To many practitioners of muscle physical training, "hypertrophy", the Greek word for over-feeding or excessive nourishment, is the key to success. But, during the submaximal effort, not only hypertrophy is concerned, but also hyperplasia, and it is their mutual contribution, also with the modification of the anatomical structure, that leads to desired improvement during the maximal effort.

Factors influencing muscle hypertrophy

Amino acids can be used to obtain energy during physical exercise when carbohydrate stores are low, and their content is influenced by the amount and intensity of the exercises performed. Furthermore, hormones can exert their influence on muscle by interrupting the anabolic effects of insulin. However, the growth hormone (GH) also has important functions on some of these hormones, since it has characteristics in the anti-insulin effect expressed by anti-insulin resistance and a counter-regulatory role. Insulin-like growth factor I (IGF-I) is considered to be one of the main mediators of the GH effects. IGF-I is linked to binding proteins for insulin-like growth factors (IGFBPs), and the role of the IGFBP-3 complex has the property of prolonging the half-life of IGF-I and inducing its function in the musculoskeletal system, enhancing the physiological conditions. Furthermore, high levels of IGF-I minus acid-type insulin-like factors (IGF-II) are achieved through the action of the GH and are known to increase muscle hypertrophy under the influence of the GH. Therefore, IGF-I occupies a crucial position in the GH-induced muscle hypertrophic process.

To appropriately prescribe resistance training aimed at increasing muscle hypertrophy, some factors need to be considered. As we described earlier, the type of mechanical stimuli and muscle contraction that are more efficient for muscle hypertrophy, absence of exercise along with comparative muscle atrophy, we will describe later, some factors that must be considered for the hypothesis that the muscle hypertrophy process. Hormones have a catabolic role in the process of muscle hypertrophy, and they, along with exercise, are able to modify the hypertrophic response. Elevated concentrations of the hormone cortisol, in addition to the increased rate of catabolism, play a negative role in nitrogen balance. Cortisol is a relevant component in protein metabolism, stimulating the uptake of amino acids by the muscle and exerting antihypertrophic effects.

Resistance training

Old are the positive effects of physical activity on human health. These benefits are acquired by several people who perform different types of exercises. In search of some of these benefits from health and aesthetic concern, interventions are studied such as resistance exercises that treat to increase muscle mass, known as muscle hypertrophy. Resistance exercise can be defined as any activity that requires a muscle to work against a strength, using the following force, which results in an increase in muscle strength, tone, mass, and muscle endurance. In fact, the muscle becomes larger and stronger in response to a systematized and specific training program, referring to this process as muscle hypertrophy. The muscle adapts in its thickness by increasing the size of the muscle fibers or via the increase of the amount of myofibrils, glycogen, and water parts stored within the muscles. In order to gain entry, protein synthesis to accommodate increased bench, reserve energy, remember that muscle glycogen is the main store of energy during physical activity.

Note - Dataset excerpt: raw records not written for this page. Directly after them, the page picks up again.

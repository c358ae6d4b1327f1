//! Declarative state machine definitions consumed by the synchronizer.
//!
//! A machine is immutable data owned by the caller: an initial state plus an
//! ordered list of transitions. Lookup respects declaration order, so when
//! several transitions could match the same (event, status) pair the first
//! one declared wins.

use sest_env::ServiceState;
use serde_json::Value;
use std::collections::BTreeSet;
use std::sync::Arc;

/// State-producing function of a transition: `(current state, payload) -> next state`.
pub type TransitionAction = Arc<dyn Fn(&ServiceState, &Value) -> ServiceState + Send + Sync>;

/// A rule mapping (event name, source status) to a new state.
#[derive(Clone)]
pub struct Transition {
    event: String,
    from: BTreeSet<String>,
    to: String,
    action: TransitionAction,
}

impl Transition {
    /// Creates a transition whose action moves to `to` and stores the payload
    /// as the state's data.
    pub fn new<I, S>(event: impl Into<String>, from: I, to: impl Into<String>) -> Self
    where
        I: IntoIterator<Item = S>,
        S: Into<String>,
    {
        let to = to.into();
        let target = to.clone();
        Self {
            event: event.into(),
            from: from.into_iter().map(Into::into).collect(),
            to,
            action: Arc::new(move |_, payload| ServiceState::new(target.clone(), payload.clone())),
        }
    }

    /// Replaces the action. The returned state is stored as-is; the action is
    /// responsible for setting its status.
    pub fn with_action<F>(mut self, action: F) -> Self
    where
        F: Fn(&ServiceState, &Value) -> ServiceState + Send + Sync + 'static,
    {
        self.action = Arc::new(action);
        self
    }

    /// Event name this transition reacts to.
    pub fn event(&self) -> &str {
        &self.event
    }

    /// Source statuses this transition accepts.
    pub fn from(&self) -> &BTreeSet<String> {
        &self.from
    }

    /// Declared target status.
    pub fn to(&self) -> &str {
        &self.to
    }

    /// Returns true if this transition handles `event` from `status`.
    pub fn matches(&self, event: &str, status: &str) -> bool {
        self.event == event && self.from.contains(status)
    }

    /// Produces the next state.
    pub fn apply(&self, state: &ServiceState, payload: &Value) -> ServiceState {
        (self.action)(state, payload)
    }
}

impl std::fmt::Debug for Transition {
    fn fmt(&self, f: &mut std::fmt::Formatter<'_>) -> std::fmt::Result {
        f.debug_struct("Transition")
            .field("event", &self.event)
            .field("from", &self.from)
            .field("to", &self.to)
            .finish_non_exhaustive()
    }
}

/// Immutable definition of one service's behavior.
#[derive(Debug, Clone)]
pub struct StateMachine {
    initial_state: ServiceState,
    transitions: Vec<Transition>,
}

impl StateMachine {
    /// Creates a machine with no transitions.
    pub fn new(initial_state: ServiceState) -> Self {
        Self {
            initial_state,
            transitions: Vec::new(),
        }
    }

    /// Appends a transition (declaration order is lookup order).
    pub fn with_transition(mut self, transition: Transition) -> Self {
        self.transitions.push(transition);
        self
    }

    /// Returns the declared initial state.
    pub fn initial_state(&self) -> &ServiceState {
        &self.initial_state
    }

    /// Returns the transitions in declaration order.
    pub fn transitions(&self) -> &[Transition] {
        &self.transitions
    }

    /// Finds the first transition handling `event` from `status`.
    pub fn find_transition(&self, event: &str, status: &str) -> Option<&Transition> {
        self.transitions.iter().find(|t| t.matches(event, status))
    }
}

Physical activity contributes to improving the quality of life of individuals. Resistance exercises should be highlighted. This type of activity promotes an increase in muscle mass called muscle hypertrophy. Molecular research that seeks to understand the cellular response to mechanical stress is called Mechanobiology. Mechanobiology is a young field and provides important information on cellular behavior during physical exercise. Knowing that hypertrophy has multiple benefits and meets a constant interest of general practitioners and sports professionals, as well as professionals working in the aesthetic treatment of some muscles of the body, we highlight the importance of investigating molecular mechanisms in which such cellular responses can be stimulated with the least effort on the part of the practitioner. This work discusses some implications that we can extract from Mechanobiology and hypertrophy concerning cellular responses, signaling pathways involved, anabolic diet, and its implications on protein synthesis.

Nutrition

If we eat too much protein in one meal, we have high levels of amino acids and, therefore, high levels of protein synthesis. However, as soon as the level of amino acids decreases, the level of protein synthesis also decreases quickly after the meal. Therefore, dividing protein replenishment is more advantageous. Regarding sport, food consumption may be of crucial importance for muscle growth. When we do weight training, we break down muscle proteins, and as we saw at the beginning, the muscle grows because it recovers from the trauma it has suffered. To form new proteins, we need amino acids to exert an osmotic pressure to attract proteins at the level in which the muscle protein has been lost. The blood carries these nutrients up to the muscles, thus allowing a repair.

As previously mentioned, the regulation of muscle growth can occur by protein synthesis or protein breakdown. Other than physical activity, nutrition is the other main factor that induces this adaptation. Spreading food consumption throughout the day causes muscle hypertrophy. This is important because when we digest, we have a kind of "spike" of hormone release. Insulin is one of those hormones released during digestion in response to food consumption. Amino acids that are taken through food can also induce insulin secretion, and protein synthesis also happens when amino acid plasma levels rise. You should consume the right amount of macronutrients (proteins, carbohydrates, and fats) and micronutrients (vitamins and minerals).

Hormonal factors

Studies have shown that local muscle contractions can increase the hypertrophy of distant muscles. Therefore, as these cells circulate through the bloodstream in any region of the body that has muscle damage, these substances trigger hypertrophic stimuli in these muscles. At the time of local lesion, the recovery is local, so fast that nothing happened. These substances are released through other processes, such as digestion of food one hour after the training, and may act in the recovery of local injuries resulting from D.O.M.S. without the need for large muscle lesions or hypertrophy throughout the body from the strength. Likely forms that do not increase hypertrophic muscle response remain unknown players.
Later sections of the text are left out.